TASK INPUTS>
* * * * * * * * *

/// Move one floor toward the head of the queue. Returns the floor if the
/// elevator has reached it and opened its doors.
///
/// Arriving at the head destination and opening the doors happen in the
/// same tick.
fn doors_closed_step(world: &mut World, index: usize) -> Option<usize> {
    let elevator = &mut world.elevators[index];
    let next = *elevator.destinations.front()?;

    if next < elevator.floor {
        elevator.floor -= 1;
    } else if next > elevator.floor {
        elevator.floor += 1;
    }
    trace!(elevator = index, floor = elevator.floor, next, "elevator moved");

    if elevator.floor == next {
        elevator.destinations.pop_front();
        elevator.doors_open = true;
        Some(next)
    } else {
        None
    }
}

fn record_doors_open<R: ?Sized>(ctx: &mut SimContext<'_, R>, index: usize, step: DoorsOpenStep) {
    match step {
        DoorsOpenStep::Delivered { floor, kind } => {
            ctx.emit(
                SimEventKind::DroppedOff {
                    elevator: index,
                    floor,
                    kind,
                },
                format!(
                    "Elevator {index} drops off {} at floor {floor}.",
                    kind.with_article()
                ),
            );
            score_delivery(ctx, index, kind);
        }
        DoorsOpenStep::PushedBack { floor, target } => ctx.emit(
            SimEventKind::PushedBack {
                elevator: index,
                floor,
                target,
            },
            format!(
                "A passenger for floor {target} steps off elevator {index} at floor {floor} to let others out."
            ),
        ),
        DoorsOpenStep::Boarded { floor, full } => {
            ctx.emit(
                SimEventKind::Boarded {
                    elevator: index,
                    floor,
                },
                format!("Elevator {index} picks up a passenger at floor {floor}."),
            );
            if full {
                ctx.emit(
                    SimEventKind::ElevatorFull { elevator: index },
                    format!("Elevator {index} is now full."),
                );
            }
        }
        DoorsOpenStep::Closed { ready } => {
            if ready {
                ctx.emit(
                    SimEventKind::ReadyToMove { elevator: index },
                    format!("Elevator {index} closes its doors and is ready to move."),
                );
            }
        }
    }
}

/// Apply the reward for delivering a passenger of `kind`.
fn score_delivery<R: ?Sized>(ctx: &mut SimContext<'_, R>, index: usize, kind: PassengerKind) {
    match kind {
        PassengerKind::Vip => {
            ctx.world.score += VIP_BONUS;
            ctx.emit(
                SimEventKind::BonusScore {
                    elevator: index,
                    points: VIP_BONUS,
                },
                format!("VIP delivered: +{VIP_BONUS} points."),
            );
        }
        PassengerKind::Mechanic => {
            ctx.world.time_remaining += MECHANIC_TIME_BONUS;
            ctx.emit(
                SimEventKind::TimeBonus {
                    elevator: index,
                    time: MECHANIC_TIME_BONUS,
                },
                format!("Mechanic delivered: +{MECHANIC_TIME_BONUS} time."),
            );
        }
        PassengerKind::Brick => {
            ctx.world.score -= BRICK_PENALTY;
            ctx.emit(
                SimEventKind::Penalty {
                    elevator: index,
                    points: BRICK_PENALTY,
                },
                format!("Brick delivered: -{BRICK_PENALTY} points."),
            );
        }
        PassengerKind::Passenger => ctx.world.score += DELIVERY_POINTS,
    }
}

* * * * * * * * *

WORK INSTRUCTION>
Write each record out again exactly.

SOLUTION TO THIS PROBLEM>
/// Move one floor toward the head of the queue. Returns the floor if the
/// elevator has reached it and opened its doors.
///
/// Arriving at the head destination and opening the doors happen in the
/// same tick.
fn doors_closed_step(world: &mut World, index: usize) -> Option<usize> {
    let elevator = &mut world.elevators[index];
    let next = *elevator.destinations.front()?;

    if next < elevator.floor {
        elevator.floor -= 1;
    } else if next > elevator.floor {
        elevator.floor += 1;
    }
    trace!(elevator = index, floor = elevator.floor, next, "elevator moved");

    if elevator.floor == next {
        elevator.destinations.pop_front();
        elevator.doors_open = true;
        Some(next)
    } else {
        None
    }
}

fn record_doors_open<R: ?Sized>(ctx: &mut SimContext<'_, R>, index: usize, step: DoorsOpenStep) {
    match step {
        DoorsOpenStep::Delivered { floor, kind } => {
            ctx.emit(
                SimEventKind::DroppedOff {
                    elevator: index,
                    floor,
                    kind,
                },
                format!(
                    "Elevator {index} drops off {} at floor {floor}.",
                    kind.with_article()
                ),
            );
            score_delivery(ctx, index, kind);
        }
        DoorsOpenStep::PushedBack { floor, target } => ctx.emit(
            SimEventKind::PushedBack {
                elevator: index,
                floor,
                target,
            },
            format!(
                "A passenger for floor {target} steps off elevator {index} at floor {floor} to let others out."
            ),
        ),
        DoorsOpenStep::Boarded { floor, full } => {
            ctx.emit(
                SimEventKind::Boarded {
                    elevator: index,
                    floor,
                },
                format!("Elevator {index} picks up a passenger at floor {floor}."),
            );
            if full {
                ctx.emit(
                    SimEventKind::ElevatorFull { elevator: index },
                    format!("Elevator {index} is now full."),
                );
            }
        }
        DoorsOpenStep::Closed { ready } => {
            if ready {
                ctx.emit(
                    SimEventKind::ReadyToMove { elevator: index },
                    format!("Elevator {index} closes its doors and is ready to move."),
                );
            }
        }
    }
}

/// Apply the reward for delivering a passenger of `kind`.
fn score_delivery<R: ?Sized>(ctx: &mut SimContext<'_, R>, index: usize, kind: PassengerKind) {
    match kind {
        PassengerKind::Vip => {
            ctx.world.score += VIP_BONUS;
            ctx.emit(
                SimEventKind::BonusScore {
                    elevator: index,
                    points: VIP_BONUS,
                },
                format!("VIP delivered: +{VIP_BONUS} points."),
            );
        }
        PassengerKind::Mechanic => {
            ctx.world.time_remaining += MECHANIC_TIME_BONUS;
            ctx.emit(
                SimEventKind::TimeBonus {
                    elevator: index,
                    time: MECHANIC_TIME_BONUS,
                },
                format!("Mechanic delivered: +{MECHANIC_TIME_BONUS} time."),
            );
        }
        PassengerKind::Brick => {
            ctx.world.score -= BRICK_PENALTY;
            ctx.emit(
                SimEventKind::Penalty {
                    elevator: index,
                    points: BRICK_PENALTY,
                },
                format!("Brick delivered: -{BRICK_PENALTY} points."),
            );
        }
        PassengerKind::Passenger => ctx.world.score += DELIVERY_POINTS,
    }
}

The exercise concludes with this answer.